▶ [Records for processing]
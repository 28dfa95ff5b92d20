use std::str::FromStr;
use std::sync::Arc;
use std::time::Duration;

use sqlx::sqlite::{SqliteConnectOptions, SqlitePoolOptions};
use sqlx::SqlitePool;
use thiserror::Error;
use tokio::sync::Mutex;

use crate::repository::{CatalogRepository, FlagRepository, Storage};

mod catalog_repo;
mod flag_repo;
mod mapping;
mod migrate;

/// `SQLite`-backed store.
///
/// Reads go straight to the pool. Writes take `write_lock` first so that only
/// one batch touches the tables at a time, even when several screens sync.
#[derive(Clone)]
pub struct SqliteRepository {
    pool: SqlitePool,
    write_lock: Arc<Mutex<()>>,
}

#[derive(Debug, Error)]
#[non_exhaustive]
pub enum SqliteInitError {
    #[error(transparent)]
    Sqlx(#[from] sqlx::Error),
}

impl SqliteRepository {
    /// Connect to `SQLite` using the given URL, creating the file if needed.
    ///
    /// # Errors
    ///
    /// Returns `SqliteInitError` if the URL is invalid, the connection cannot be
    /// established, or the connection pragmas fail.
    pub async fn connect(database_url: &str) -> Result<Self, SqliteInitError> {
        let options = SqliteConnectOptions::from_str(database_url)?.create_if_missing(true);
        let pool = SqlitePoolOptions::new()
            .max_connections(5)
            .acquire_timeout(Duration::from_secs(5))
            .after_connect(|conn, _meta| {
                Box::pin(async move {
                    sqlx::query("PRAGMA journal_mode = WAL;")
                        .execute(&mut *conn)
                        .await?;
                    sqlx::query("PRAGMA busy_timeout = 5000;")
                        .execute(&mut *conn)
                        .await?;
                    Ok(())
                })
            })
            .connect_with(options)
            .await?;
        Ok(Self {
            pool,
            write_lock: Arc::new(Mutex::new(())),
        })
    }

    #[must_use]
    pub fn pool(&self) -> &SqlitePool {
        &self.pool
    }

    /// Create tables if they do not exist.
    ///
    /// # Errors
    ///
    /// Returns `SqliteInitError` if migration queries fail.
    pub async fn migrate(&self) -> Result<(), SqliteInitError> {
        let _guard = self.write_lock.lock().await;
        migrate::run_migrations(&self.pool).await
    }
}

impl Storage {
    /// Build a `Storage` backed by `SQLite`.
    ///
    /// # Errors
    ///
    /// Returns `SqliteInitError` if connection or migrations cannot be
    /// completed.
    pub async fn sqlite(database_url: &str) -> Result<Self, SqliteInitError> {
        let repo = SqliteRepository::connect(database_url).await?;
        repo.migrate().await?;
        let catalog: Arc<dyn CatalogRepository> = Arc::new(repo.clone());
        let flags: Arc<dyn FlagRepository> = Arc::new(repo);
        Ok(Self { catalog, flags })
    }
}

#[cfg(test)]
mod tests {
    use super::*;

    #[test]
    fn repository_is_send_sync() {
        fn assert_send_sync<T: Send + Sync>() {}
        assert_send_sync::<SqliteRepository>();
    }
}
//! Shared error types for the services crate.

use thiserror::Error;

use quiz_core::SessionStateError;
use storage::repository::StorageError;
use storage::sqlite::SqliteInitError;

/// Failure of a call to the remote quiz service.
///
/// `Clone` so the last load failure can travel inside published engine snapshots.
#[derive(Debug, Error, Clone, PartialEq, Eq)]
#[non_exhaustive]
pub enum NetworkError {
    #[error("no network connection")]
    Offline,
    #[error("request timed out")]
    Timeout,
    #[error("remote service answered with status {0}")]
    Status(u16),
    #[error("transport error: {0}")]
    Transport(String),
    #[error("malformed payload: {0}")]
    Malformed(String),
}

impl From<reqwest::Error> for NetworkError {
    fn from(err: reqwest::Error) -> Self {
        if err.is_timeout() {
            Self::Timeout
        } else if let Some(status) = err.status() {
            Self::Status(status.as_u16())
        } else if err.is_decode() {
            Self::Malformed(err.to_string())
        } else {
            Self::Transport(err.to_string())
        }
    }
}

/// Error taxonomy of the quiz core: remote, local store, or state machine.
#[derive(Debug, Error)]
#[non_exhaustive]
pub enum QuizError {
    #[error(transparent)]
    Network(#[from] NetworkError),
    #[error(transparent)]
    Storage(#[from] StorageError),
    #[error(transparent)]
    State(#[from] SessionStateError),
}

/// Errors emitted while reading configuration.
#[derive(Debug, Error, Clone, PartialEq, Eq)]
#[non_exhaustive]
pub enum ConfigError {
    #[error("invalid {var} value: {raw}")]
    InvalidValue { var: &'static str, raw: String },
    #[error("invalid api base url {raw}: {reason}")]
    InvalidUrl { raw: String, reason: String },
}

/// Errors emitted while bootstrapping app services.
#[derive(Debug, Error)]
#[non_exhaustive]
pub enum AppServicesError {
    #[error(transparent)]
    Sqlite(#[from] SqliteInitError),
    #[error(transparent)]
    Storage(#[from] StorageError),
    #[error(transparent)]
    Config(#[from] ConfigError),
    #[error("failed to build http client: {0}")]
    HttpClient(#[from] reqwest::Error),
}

▶ [About this task]
From the listing above, copy every line where the string "tables" is found.

▶ [The answer]
/// one batch touches the tables at a time, even when several screens sync.
    /// Create tables if they do not exist.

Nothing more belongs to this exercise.